**What the task requires:** Would you write out all of the data exactly as it appears below?

#### Material for the task ####

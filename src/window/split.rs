//! Splitting a 2D array into non-overlapping windows.

use ndarray::{ArrayView2, Axis};

use crate::error::{Error, Result};

use super::WindowSequence;

/// Partition an image into a flat sequence of equal-size windows.
///
/// The image is cut into an (h / `tile_h`) x (w / `tile_w`) grid of blocks
/// and the blocks are returned in row-major grid order: all windows of the
/// first block-row left to right, then the second block-row, and so on.
/// [`windows_to_img`](super::windows_to_img) replays the same order, so the
/// pair round-trips exactly.
///
/// # Errors
///
/// Returns [`Error::InvalidParameter`] for a zero tile dimension and
/// [`Error::Indivisible`] when a tile dimension does not evenly divide the
/// matching image dimension.
pub fn img_to_windows(
    image: ArrayView2<'_, f32>,
    tile_h: usize,
    tile_w: usize,
) -> Result<WindowSequence> {
    if tile_h == 0 || tile_w == 0 {
        return Err(Error::InvalidParameter {
            name: "tile size".to_string(),
            reason: "must be non-zero".to_string(),
        });
    }

    let (height, width) = image.dim();

    if height % tile_h != 0 {
        return Err(Error::Indivisible {
            axis: "rows".to_string(),
            size: height,
            tile: tile_h,
        });
    }
    if width % tile_w != 0 {
        return Err(Error::Indivisible {
            axis: "cols".to_string(),
            size: width,
            tile: tile_w,
        });
    }

    let count = (height / tile_h) * (width / tile_w);
    let mut windows = WindowSequence::zeros((count, tile_h, tile_w));

    for (i, block) in image.exact_chunks((tile_h, tile_w)).into_iter().enumerate() {
        windows.index_axis_mut(Axis(0), i).assign(&block);
    }

    Ok(windows)
}

#[cfg(test)]
mod tests {
    use super::*;
    use ndarray::Array2;

    #[test]
    fn test_windows_are_row_major_over_the_grid() {
        let image = Array2::from_shape_fn((4, 4), |(y, x)| (y * 4 + x) as f32);

        let windows = img_to_windows(image.view(), 2, 2).unwrap();

        assert_eq!(windows.dim(), (4, 2, 2));
        // top-left, top-right, bottom-left, bottom-right
        assert_eq!(windows[[0, 0, 0]], 0.0);
        assert_eq!(windows[[0, 1, 1]], 5.0);
        assert_eq!(windows[[1, 0, 0]], 2.0);
        assert_eq!(windows[[2, 0, 0]], 8.0);
        assert_eq!(windows[[3, 0, 0]], 10.0);
        assert_eq!(windows[[3, 1, 1]], 15.0);
    }

    #[test]
    fn test_uneven_rows_are_rejected() {
        let image = Array2::<f32>::zeros((5, 4));

        let err = img_to_windows(image.view(), 2, 2).unwrap_err();
        assert!(matches!(
            err,
            Error::Indivisible { ref axis, size: 5, tile: 2 } if axis == "rows"
        ));
    }

    #[test]
    fn test_uneven_cols_are_rejected() {
        let image = Array2::<f32>::zeros((4, 6));

        let err = img_to_windows(image.view(), 2, 4).unwrap_err();
        assert!(matches!(
            err,
            Error::Indivisible { ref axis, size: 6, tile: 4 } if axis == "cols"
        ));
    }

    #[test]
    fn test_zero_tile_is_rejected() {
        let image = Array2::<f32>::zeros((4, 4));

        let err = img_to_windows(image.view(), 0, 2).unwrap_err();
        assert!(matches!(err, Error::InvalidParameter { .. }));
    }
}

####

**Reply to the task:**
filename src/window/split.rs
//! Splitting a 2D array into non-overlapping windows.

use ndarray::{ArrayView2, Axis};

use crate::error::{Error, Result};

use super::WindowSequence;

/// Partition an image into a flat sequence of equal-size windows.
///
/// The image is cut into an (h / `tile_h`) x (w / `tile_w`) grid of blocks
/// and the blocks are returned in row-major grid order: all windows of the
/// first block-row left to right, then the second block-row, and so on.
/// [`windows_to_img`](super::windows_to_img) replays the same order, so the
/// pair round-trips exactly.
///
/// # Errors
///
/// Returns [`Error::InvalidParameter`] for a zero tile dimension and
/// [`Error::Indivisible`] when a tile dimension does not evenly divide the
/// matching image dimension.
pub fn img_to_windows(
    image: ArrayView2<'_, f32>,
    tile_h: usize,
    tile_w: usize,
) -> Result<WindowSequence> {
    if tile_h == 0 || tile_w == 0 {
        return Err(Error::InvalidParameter {
            name: "tile size".to_string(),
            reason: "must be non-zero".to_string(),
        });
    }

    let (height, width) = image.dim();

    if height % tile_h != 0 {
        return Err(Error::Indivisible {
            axis: "rows".to_string(),
            size: height,
            tile: tile_h,
        });
    }
    if width % tile_w != 0 {
        return Err(Error::Indivisible {
            axis: "cols".to_string(),
            size: width,
            tile: tile_w,
        });
    }

    let count = (height / tile_h) * (width / tile_w);
    let mut windows = WindowSequence::zeros((count, tile_h, tile_w));

    for (i, block) in image.exact_chunks((tile_h, tile_w)).into_iter().enumerate() {
        windows.index_axis_mut(Axis(0), i).assign(&block);
    }

    Ok(windows)
}

#[cfg(test)]
mod tests {
    use super::*;
    use ndarray::Array2;

    #[test]
    fn test_windows_are_row_major_over_the_grid() {
        let image = Array2::from_shape_fn((4, 4), |(y, x)| (y * 4 + x) as f32);

        let windows = img_to_windows(image.view(), 2, 2).unwrap();

        assert_eq!(windows.dim(), (4, 2, 2));
        // top-left, top-right, bottom-left, bottom-right
        assert_eq!(windows[[0, 0, 0]], 0.0);
        assert_eq!(windows[[0, 1, 1]], 5.0);
        assert_eq!(windows[[1, 0, 0]], 2.0);
        assert_eq!(windows[[2, 0, 0]], 8.0);
        assert_eq!(windows[[3, 0, 0]], 10.0);
        assert_eq!(windows[[3, 1, 1]], 15.0);
    }

    #[test]
    fn test_uneven_rows_are_rejected() {
        let image = Array2::<f32>::zeros((5, 4));

        let err = img_to_windows(image.view(), 2, 2).unwrap_err();
        assert!(matches!(
            err,
            Error::Indivisible { ref axis, size: 5, tile: 2 } if axis == "rows"
        ));
    }

    #[test]
    fn test_uneven_cols_are_rejected() {
        let image = Array2::<f32>::zeros((4, 6));

        let err = img_to_windows(image.view(), 2, 4).unwrap_err();
        assert!(matches!(
            err,
            Error::Indivisible { ref axis, size: 6, tile: 4 } if axis == "cols"
        ));
    }

    #[test]
    fn test_zero_tile_is_rejected() {
        let image = Array2::<f32>::zeros((4, 4));

        let err = img_to_windows(image.view(), 0, 2).unwrap_err();
        assert!(matches!(err, Error::InvalidParameter { .. }));
    }
}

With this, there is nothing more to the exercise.